El lenguaje es el mapa de nuestra alma, diría Jung. Lo que decimos, cómo lo decimos y por qué lo decimos revela mucho más de lo que imaginamos. No somos solo lo que proyectamos: somos también lo que tememos mostrar, lo que ocultamos tras silencios o frases ensayadas. Y sin embargo, cada elección lingüística nos delata.

He vivido en carne propia las consecuencias de hablar sin pensar, de elegir palabras que lastiman o que revelan más de lo que una quisiera. A veces no es que no queramos decir algo; es que no queremos que se sepa lo que somos al decirlo. Por eso, aprender a escuchar nuestro propio discurso es un acto de autoconocimiento. No basta con repetir lo que otros dicen. Si no prestamos atención, acabaremos construyendo una identidad vacía, un mosaico de voces ajenas en el que nuestra propia voz se pierde.

No somos únicamente nuestras palabras, pero ellas componen una parte esencial de nuestra identidad. A través del lenguaje damos a conocer nuestros valores, nuestras creencias, nuestras vivencias. También nuestras dudas y nuestros miedos. En un mundo saturado de discursos, encontrar el nuestro es una forma de resistencia.

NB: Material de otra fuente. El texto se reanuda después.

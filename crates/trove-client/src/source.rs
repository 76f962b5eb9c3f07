//! Per-source HTTP configuration, loaded from a JSON file.
//!
//! ```json
//! [
//!   {
//!     "name": "shop-a",
//!     "search_url": "https://shop-a.test/s?q={query}&page={page}&n={limit}",
//!     "params": { "min_price": "pmin", "max_price": "pmax", "sort": "order" },
//!     "block_markers": ["captcha", "verify you are a human"]
//!   }
//! ]
//! ```

use std::path::Path;

use serde::Deserialize;
use trove_core::error::AppError;
use trove_core::models::UnitOfWork;
use url::Url;
use url::form_urlencoded::byte_serialize;

const DEFAULT_TIMEOUT_SECS: u64 = 30;

fn default_block_markers() -> Vec<String> {
    ["captcha", "robot check", "security measure", "unusual traffic", "verify you are a human"]
        .into_iter()
        .map(String::from)
        .collect()
}

fn default_timeout_secs() -> u64 {
    DEFAULT_TIMEOUT_SECS
}

/// Query parameter names used to pass search filters to the source.
///
/// Filters without a parameter name are still enforced locally by the
/// record pipeline.
#[derive(Debug, Clone, Default, PartialEq, Eq, Deserialize)]
pub struct FilterParams {
    pub min_price: Option<String>,
    pub max_price: Option<String>,
    pub category: Option<String>,
    pub condition: Option<String>,
    pub sort: Option<String>,
}

#[derive(Debug, Clone, PartialEq, Eq, Deserialize)]
pub struct SourceConfig {
    pub name: String,
    /// Search URL template with `{query}`, `{page}` and `{limit}` placeholders.
    pub search_url: String,
    #[serde(default)]
    pub params: FilterParams,
    /// Visible-text fragments that mark a page as a bot challenge.
    #[serde(default = "default_block_markers")]
    pub block_markers: Vec<String>,
    #[serde(default = "default_timeout_secs")]
    pub timeout_secs: u64,
}

impl SourceConfig {
    pub fn new(name: impl Into<String>, search_url: impl Into<String>) -> Self {
        Self {
            name: name.into(),
            search_url: search_url.into(),
            params: FilterParams::default(),
            block_markers: default_block_markers(),
            timeout_secs: DEFAULT_TIMEOUT_SECS,
        }
    }

    /// Build the result-page URL for one unit of work.
    pub fn search_url_for(&self, unit: &UnitOfWork) -> Result<Url, AppError> {
        let query: String = byte_serialize(unit.request.query.trim().as_bytes()).collect();
        let expanded = self
            .search_url
            .replace("{query}", &query)
            .replace("{page}", &unit.page.to_string())
            .replace("{limit}", &unit.limit.to_string());

        let mut url = Url::parse(&expanded).map_err(|e| {
            AppError::ConfigError(format!("Bad search_url for source '{}': {e}", self.name))
        })?;

        let filters = &unit.request.filters;
        let p = &self.params;
        let mut extra: Vec<(&str, String)> = Vec::new();
        if let (Some(name), Some(v)) = (&p.min_price, filters.min_price) {
            extra.push((name, v.to_string()));
        }
        if let (Some(name), Some(v)) = (&p.max_price, filters.max_price) {
            extra.push((name, v.to_string()));
        }
        if let (Some(name), Some(v)) = (&p.category, &filters.category) {
            extra.push((name, v.clone()));
        }
        if let (Some(name), Some(v)) = (&p.condition, &filters.condition) {
            extra.push((name, v.clone()));
        }
        if let Some(name) = &p.sort {
            extra.push((name, filters.sort.as_str().to_string()));
        }
        if !extra.is_empty() {
            let mut pairs = url.query_pairs_mut();
            for (name, value) in extra {
                pairs.append_pair(name, &value);
            }
        }

        Ok(url)
    }

    /// First configured block marker found in `text` (case-insensitive).
    pub fn block_marker_in(&self, text: &str) -> Option<&str> {
        let lowered = text.to_lowercase();
        self.block_markers
            .iter()
            .map(String::as_str)
            .find(|m| !m.is_empty() && lowered.contains(&m.to_lowercase()))
    }
}

/// Load source configurations from a JSON file.
pub fn load_sources(path: &Path) -> Result<Vec<SourceConfig>, AppError> {
    let raw = std::fs::read_to_string(path).map_err(|e| {
        AppError::ConfigError(format!("Failed to read sources file {}: {e}", path.display()))
    })?;
    let sources: Vec<SourceConfig> = serde_json::from_str(&raw).map_err(|e| {
        AppError::ConfigError(format!("Invalid sources file {}: {e}", path.display()))
    })?;
    for source in &sources {
        if !source.search_url.contains("{query}") {
            return Err(AppError::ConfigError(format!(
                "search_url for source '{}' must contain {{query}}",
                source.name
            )));
        }
    }
    Ok(sources)
}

Lo entendí de manera muy concreta durante una experiencia de intercambio. Rodeada de personas de distintas regiones y países, noté cómo el lenguaje y el acento se volvían casi un escudo. Al conocer a unas chicas que creí de la Ciudad de México —pero que eran de Sinaloa, como yo del norte— ocurrió algo sutil: dejamos de “neutralizar” nuestra forma de hablar. Volvimos a usar nuestros modismos, a permitir que nuestra voz sonara propia. Ese pequeño gesto me enseñó que el lenguaje también marca con quién nos sentimos seguros.

Jacques Derrida escribió: “Solamente tengo una lengua y no es la mía.” Su frase me resulta profundamente cercana. Crecí en un país colonizado, hablando un idioma que no es originario de estas tierras. Y, sin embargo, al hacerlo mío, al darle mi acento, mis expresiones, mis emociones, ese idioma se vuelve también mío.

Somos herederos de un lenguaje que cargamos con historias que no siempre elegimos. Pero también somos los artífices de lo que ese lenguaje puede llegar a significar hoy. La lengua es una herramienta de expresión cultural, emocional, reflexiva. Cada quien, a su manera, habla su propio idioma.

Y, sin embargo, nunca somos voces puras. Mijaíl Bajtín nos recuerda que en cada palabra resuenan ecos de otras voces. Hablamos siempre en diálogo, a veces sin saberlo. Las ideas que creemos propias a menudo están entretejidas con pensamientos que hemos leído, escuchado o interiorizado sin darnos cuenta.

Entonces, ¿qué nos construye? ¿Somos autores de nuestra identidad o meros receptores de discursos ajenos? Probablemente no podamos escapar por completo de esas voces que nos atraviesan. Pero sí podemos elegir cómo hacerlas nuestras, cómo integrarlas de manera consciente en el relato que construimos de nosotros mismos.

A veces, nuestras palabras revelan más de lo que quisiéramos. El famoso “no quise decir eso” suele significar en realidad “no quería que supieras eso de mí.” El lenguaje nos traiciona y, a la vez, nos libera. Incluso el silencio es una forma de hablar, de mostrar barreras internas, heridas o resistencias.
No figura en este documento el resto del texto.